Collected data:
+===+

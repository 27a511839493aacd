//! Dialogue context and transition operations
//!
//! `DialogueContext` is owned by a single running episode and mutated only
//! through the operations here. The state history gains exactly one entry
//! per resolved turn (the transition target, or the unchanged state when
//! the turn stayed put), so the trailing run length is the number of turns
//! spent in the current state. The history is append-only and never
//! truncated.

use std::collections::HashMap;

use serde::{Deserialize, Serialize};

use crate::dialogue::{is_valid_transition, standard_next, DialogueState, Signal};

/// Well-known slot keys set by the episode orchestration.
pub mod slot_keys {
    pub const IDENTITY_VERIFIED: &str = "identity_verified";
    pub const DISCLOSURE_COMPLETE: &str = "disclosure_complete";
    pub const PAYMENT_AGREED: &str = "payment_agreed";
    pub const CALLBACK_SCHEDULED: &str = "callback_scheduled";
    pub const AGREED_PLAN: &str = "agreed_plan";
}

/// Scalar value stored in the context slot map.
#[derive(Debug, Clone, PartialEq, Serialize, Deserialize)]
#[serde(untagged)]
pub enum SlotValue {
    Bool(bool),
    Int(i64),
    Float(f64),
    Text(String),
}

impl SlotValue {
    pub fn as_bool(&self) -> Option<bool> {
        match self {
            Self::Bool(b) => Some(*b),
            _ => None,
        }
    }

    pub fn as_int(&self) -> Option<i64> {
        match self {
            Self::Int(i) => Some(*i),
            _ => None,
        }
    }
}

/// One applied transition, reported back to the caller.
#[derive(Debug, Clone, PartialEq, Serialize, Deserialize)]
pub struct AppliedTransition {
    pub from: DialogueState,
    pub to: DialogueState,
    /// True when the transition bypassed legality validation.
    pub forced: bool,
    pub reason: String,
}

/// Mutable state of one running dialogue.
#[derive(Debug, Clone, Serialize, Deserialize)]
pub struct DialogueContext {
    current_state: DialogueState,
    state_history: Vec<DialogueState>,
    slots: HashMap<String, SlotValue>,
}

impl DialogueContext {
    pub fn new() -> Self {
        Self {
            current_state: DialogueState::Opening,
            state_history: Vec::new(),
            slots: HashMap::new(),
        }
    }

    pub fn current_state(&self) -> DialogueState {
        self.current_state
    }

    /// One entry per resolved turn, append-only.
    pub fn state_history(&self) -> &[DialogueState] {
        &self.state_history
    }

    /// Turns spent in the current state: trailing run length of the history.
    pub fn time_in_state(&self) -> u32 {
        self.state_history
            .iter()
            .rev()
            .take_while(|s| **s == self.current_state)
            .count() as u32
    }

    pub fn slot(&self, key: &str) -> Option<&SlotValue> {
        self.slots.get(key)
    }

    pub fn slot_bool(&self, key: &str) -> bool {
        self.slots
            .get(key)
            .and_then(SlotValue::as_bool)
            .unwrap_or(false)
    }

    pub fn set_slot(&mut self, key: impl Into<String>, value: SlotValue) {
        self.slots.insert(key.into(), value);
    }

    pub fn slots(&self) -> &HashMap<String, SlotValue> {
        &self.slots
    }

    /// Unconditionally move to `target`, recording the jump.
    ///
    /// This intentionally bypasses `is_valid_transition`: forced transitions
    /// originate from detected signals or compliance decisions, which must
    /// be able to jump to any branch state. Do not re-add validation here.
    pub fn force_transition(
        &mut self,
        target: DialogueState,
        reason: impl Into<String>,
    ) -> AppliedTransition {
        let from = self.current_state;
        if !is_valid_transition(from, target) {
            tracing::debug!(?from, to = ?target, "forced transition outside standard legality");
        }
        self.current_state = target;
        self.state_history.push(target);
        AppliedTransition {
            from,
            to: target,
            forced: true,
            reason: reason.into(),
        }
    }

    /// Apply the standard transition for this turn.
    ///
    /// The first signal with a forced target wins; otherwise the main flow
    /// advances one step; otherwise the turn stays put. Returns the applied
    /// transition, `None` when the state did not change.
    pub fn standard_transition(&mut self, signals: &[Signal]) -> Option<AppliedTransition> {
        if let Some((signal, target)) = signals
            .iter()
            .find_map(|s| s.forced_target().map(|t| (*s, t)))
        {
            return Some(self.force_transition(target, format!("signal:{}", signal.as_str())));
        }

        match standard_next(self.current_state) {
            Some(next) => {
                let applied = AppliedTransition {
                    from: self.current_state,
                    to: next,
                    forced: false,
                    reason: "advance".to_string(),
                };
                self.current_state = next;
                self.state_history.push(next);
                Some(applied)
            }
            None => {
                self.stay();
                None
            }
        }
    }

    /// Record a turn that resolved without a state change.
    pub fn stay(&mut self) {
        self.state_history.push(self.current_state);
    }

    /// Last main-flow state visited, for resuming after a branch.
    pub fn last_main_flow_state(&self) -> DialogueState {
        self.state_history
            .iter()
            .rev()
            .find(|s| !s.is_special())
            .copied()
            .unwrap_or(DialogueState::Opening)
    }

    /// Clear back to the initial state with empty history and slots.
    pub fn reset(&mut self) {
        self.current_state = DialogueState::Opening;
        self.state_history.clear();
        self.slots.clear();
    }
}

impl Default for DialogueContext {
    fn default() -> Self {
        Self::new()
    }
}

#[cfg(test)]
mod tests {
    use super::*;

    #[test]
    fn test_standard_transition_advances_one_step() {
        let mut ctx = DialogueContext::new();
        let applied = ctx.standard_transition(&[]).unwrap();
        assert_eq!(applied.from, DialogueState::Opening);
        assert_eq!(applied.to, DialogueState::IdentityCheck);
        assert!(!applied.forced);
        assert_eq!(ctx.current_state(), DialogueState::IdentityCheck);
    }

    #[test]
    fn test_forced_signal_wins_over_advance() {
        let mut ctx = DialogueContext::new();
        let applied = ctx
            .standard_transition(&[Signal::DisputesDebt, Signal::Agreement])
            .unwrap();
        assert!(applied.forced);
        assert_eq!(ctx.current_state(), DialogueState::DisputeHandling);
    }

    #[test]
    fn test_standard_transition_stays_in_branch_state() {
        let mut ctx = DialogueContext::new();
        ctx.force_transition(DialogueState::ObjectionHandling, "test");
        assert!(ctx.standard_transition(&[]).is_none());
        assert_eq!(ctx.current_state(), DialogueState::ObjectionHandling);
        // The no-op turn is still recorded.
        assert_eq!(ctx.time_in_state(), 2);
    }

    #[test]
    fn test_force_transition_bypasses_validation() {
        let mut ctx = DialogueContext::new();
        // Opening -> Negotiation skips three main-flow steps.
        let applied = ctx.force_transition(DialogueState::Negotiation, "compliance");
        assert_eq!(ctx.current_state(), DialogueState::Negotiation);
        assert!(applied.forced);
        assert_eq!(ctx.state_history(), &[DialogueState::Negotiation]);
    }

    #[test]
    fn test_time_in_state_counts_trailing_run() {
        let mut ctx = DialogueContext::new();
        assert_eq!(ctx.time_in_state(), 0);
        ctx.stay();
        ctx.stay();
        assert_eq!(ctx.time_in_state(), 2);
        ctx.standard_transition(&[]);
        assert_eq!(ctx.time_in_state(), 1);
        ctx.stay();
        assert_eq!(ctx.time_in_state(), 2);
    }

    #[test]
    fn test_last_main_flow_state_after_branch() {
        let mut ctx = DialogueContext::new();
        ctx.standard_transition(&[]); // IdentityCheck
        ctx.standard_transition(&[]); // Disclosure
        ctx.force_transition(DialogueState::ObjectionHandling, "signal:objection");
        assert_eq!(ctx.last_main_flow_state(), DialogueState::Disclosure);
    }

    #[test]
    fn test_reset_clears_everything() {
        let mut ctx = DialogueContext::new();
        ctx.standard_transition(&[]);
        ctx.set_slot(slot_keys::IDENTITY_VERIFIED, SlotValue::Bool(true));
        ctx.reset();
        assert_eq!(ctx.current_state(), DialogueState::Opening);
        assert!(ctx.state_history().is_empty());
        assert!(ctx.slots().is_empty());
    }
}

+===+

In full and without deviation, reproduce the entries above.

EXERCISE SOLUTION:
repository 27a511839493aacd
//! Dialogue context and transition operations
//!
//! `DialogueContext` is owned by a single running episode and mutated only
//! through the operations here. The state history gains exactly one entry
//! per resolved turn (the transition target, or the unchanged state when
//! the turn stayed put), so the trailing run length is the number of turns
//! spent in the current state. The history is append-only and never
//! truncated.

use std::collections::HashMap;

use serde::{Deserialize, Serialize};

use crate::dialogue::{is_valid_transition, standard_next, DialogueState, Signal};

/// Well-known slot keys set by the episode orchestration.
pub mod slot_keys {
    pub const IDENTITY_VERIFIED: &str = "identity_verified";
    pub const DISCLOSURE_COMPLETE: &str = "disclosure_complete";
    pub const PAYMENT_AGREED: &str = "payment_agreed";
    pub const CALLBACK_SCHEDULED: &str = "callback_scheduled";
    pub const AGREED_PLAN: &str = "agreed_plan";
}

/// Scalar value stored in the context slot map.
#[derive(Debug, Clone, PartialEq, Serialize, Deserialize)]
#[serde(untagged)]
pub enum SlotValue {
    Bool(bool),
    Int(i64),
    Float(f64),
    Text(String),
}

impl SlotValue {
    pub fn as_bool(&self) -> Option<bool> {
        match self {
            Self::Bool(b) => Some(*b),
            _ => None,
        }
    }

    pub fn as_int(&self) -> Option<i64> {
        match self {
            Self::Int(i) => Some(*i),
            _ => None,
        }
    }
}

/// One applied transition, reported back to the caller.
#[derive(Debug, Clone, PartialEq, Serialize, Deserialize)]
pub struct AppliedTransition {
    pub from: DialogueState,
    pub to: DialogueState,
    /// True when the transition bypassed legality validation.
    pub forced: bool,
    pub reason: String,
}

/// Mutable state of one running dialogue.
#[derive(Debug, Clone, Serialize, Deserialize)]
pub struct DialogueContext {
    current_state: DialogueState,
    state_history: Vec<DialogueState>,
    slots: HashMap<String, SlotValue>,
}

impl DialogueContext {
    pub fn new() -> Self {
        Self {
            current_state: DialogueState::Opening,
            state_history: Vec::new(),
            slots: HashMap::new(),
        }
    }

    pub fn current_state(&self) -> DialogueState {
        self.current_state
    }

    /// One entry per resolved turn, append-only.
    pub fn state_history(&self) -> &[DialogueState] {
        &self.state_history
    }

    /// Turns spent in the current state: trailing run length of the history.
    pub fn time_in_state(&self) -> u32 {
        self.state_history
            .iter()
            .rev()
            .take_while(|s| **s == self.current_state)
            .count() as u32
    }

    pub fn slot(&self, key: &str) -> Option<&SlotValue> {
        self.slots.get(key)
    }

    pub fn slot_bool(&self, key: &str) -> bool {
        self.slots
            .get(key)
            .and_then(SlotValue::as_bool)
            .unwrap_or(false)
    }

    pub fn set_slot(&mut self, key: impl Into<String>, value: SlotValue) {
        self.slots.insert(key.into(), value);
    }

    pub fn slots(&self) -> &HashMap<String, SlotValue> {
        &self.slots
    }

    /// Unconditionally move to `target`, recording the jump.
    ///
    /// This intentionally bypasses `is_valid_transition`: forced transitions
    /// originate from detected signals or compliance decisions, which must
    /// be able to jump to any branch state. Do not re-add validation here.
    pub fn force_transition(
        &mut self,
        target: DialogueState,
        reason: impl Into<String>,
    ) -> AppliedTransition {
        let from = self.current_state;
        if !is_valid_transition(from, target) {
            tracing::debug!(?from, to = ?target, "forced transition outside standard legality");
        }
        self.current_state = target;
        self.state_history.push(target);
        AppliedTransition {
            from,
            to: target,
            forced: true,
            reason: reason.into(),
        }
    }

    /// Apply the standard transition for this turn.
    ///
    /// The first signal with a forced target wins; otherwise the main flow
    /// advances one step; otherwise the turn stays put. Returns the applied
    /// transition, `None` when the state did not change.
    pub fn standard_transition(&mut self, signals: &[Signal]) -> Option<AppliedTransition> {
        if let Some((signal, target)) = signals
            .iter()
            .find_map(|s| s.forced_target().map(|t| (*s, t)))
        {
            return Some(self.force_transition(target, format!("signal:{}", signal.as_str())));
        }

        match standard_next(self.current_state) {
            Some(next) => {
                let applied = AppliedTransition {
                    from: self.current_state,
                    to: next,
                    forced: false,
                    reason: "advance".to_string(),
                };
                self.current_state = next;
                self.state_history.push(next);
                Some(applied)
            }
            None => {
                self.stay();
                None
            }
        }
    }

    /// Record a turn that resolved without a state change.
    pub fn stay(&mut self) {
        self.state_history.push(self.current_state);
    }

    /// Last main-flow state visited, for resuming after a branch.
    pub fn last_main_flow_state(&self) -> DialogueState {
        self.state_history
            .iter()
            .rev()
            .find(|s| !s.is_special())
            .copied()
            .unwrap_or(DialogueState::Opening)
    }

    /// Clear back to the initial state with empty history and slots.
    pub fn reset(&mut self) {
        self.current_state = DialogueState::Opening;
        self.state_history.clear();
        self.slots.clear();
    }
}

impl Default for DialogueContext {
    fn default() -> Self {
        Self::new()
    }
}

#[cfg(test)]
mod tests {
    use super::*;

    #[test]
    fn test_standard_transition_advances_one_step() {
        let mut ctx = DialogueContext::new();
        let applied = ctx.standard_transition(&[]).unwrap();
        assert_eq!(applied.from, DialogueState::Opening);
        assert_eq!(applied.to, DialogueState::IdentityCheck);
        assert!(!applied.forced);
        assert_eq!(ctx.current_state(), DialogueState::IdentityCheck);
    }

    #[test]
    fn test_forced_signal_wins_over_advance() {
        let mut ctx = DialogueContext::new();
        let applied = ctx
            .standard_transition(&[Signal::DisputesDebt, Signal::Agreement])
            .unwrap();
        assert!(applied.forced);
        assert_eq!(ctx.current_state(), DialogueState::DisputeHandling);
    }

    #[test]
    fn test_standard_transition_stays_in_branch_state() {
        let mut ctx = DialogueContext::new();
        ctx.force_transition(DialogueState::ObjectionHandling, "test");
        assert!(ctx.standard_transition(&[]).is_none());
        assert_eq!(ctx.current_state(), DialogueState::ObjectionHandling);
        // The no-op turn is still recorded.
        assert_eq!(ctx.time_in_state(), 2);
    }

    #[test]
    fn test_force_transition_bypasses_validation() {
        let mut ctx = DialogueContext::new();
        // Opening -> Negotiation skips three main-flow steps.
        let applied = ctx.force_transition(DialogueState::Negotiation, "compliance");
        assert_eq!(ctx.current_state(), DialogueState::Negotiation);
        assert!(applied.forced);
        assert_eq!(ctx.state_history(), &[DialogueState::Negotiation]);
    }

    #[test]
    fn test_time_in_state_counts_trailing_run() {
        let mut ctx = DialogueContext::new();
        assert_eq!(ctx.time_in_state(), 0);
        ctx.stay();
        ctx.stay();
        assert_eq!(ctx.time_in_state(), 2);
        ctx.standard_transition(&[]);
        assert_eq!(ctx.time_in_state(), 1);
        ctx.stay();
        assert_eq!(ctx.time_in_state(), 2);
    }

    #[test]
    fn test_last_main_flow_state_after_branch() {
        let mut ctx = DialogueContext::new();
        ctx.standard_transition(&[]); // IdentityCheck
        ctx.standard_transition(&[]); // Disclosure
        ctx.force_transition(DialogueState::ObjectionHandling, "signal:objection");
        assert_eq!(ctx.last_main_flow_state(), DialogueState::Disclosure);
    }

    #[test]
    fn test_reset_clears_everything() {
        let mut ctx = DialogueContext::new();
        ctx.standard_transition(&[]);
        ctx.set_slot(slot_keys::IDENTITY_VERIFIED, SlotValue::Bool(true));
        ctx.reset();
        assert_eq!(ctx.current_state(), DialogueState::Opening);
        assert!(ctx.state_history().is_empty());
        assert!(ctx.slots().is_empty());
    }
}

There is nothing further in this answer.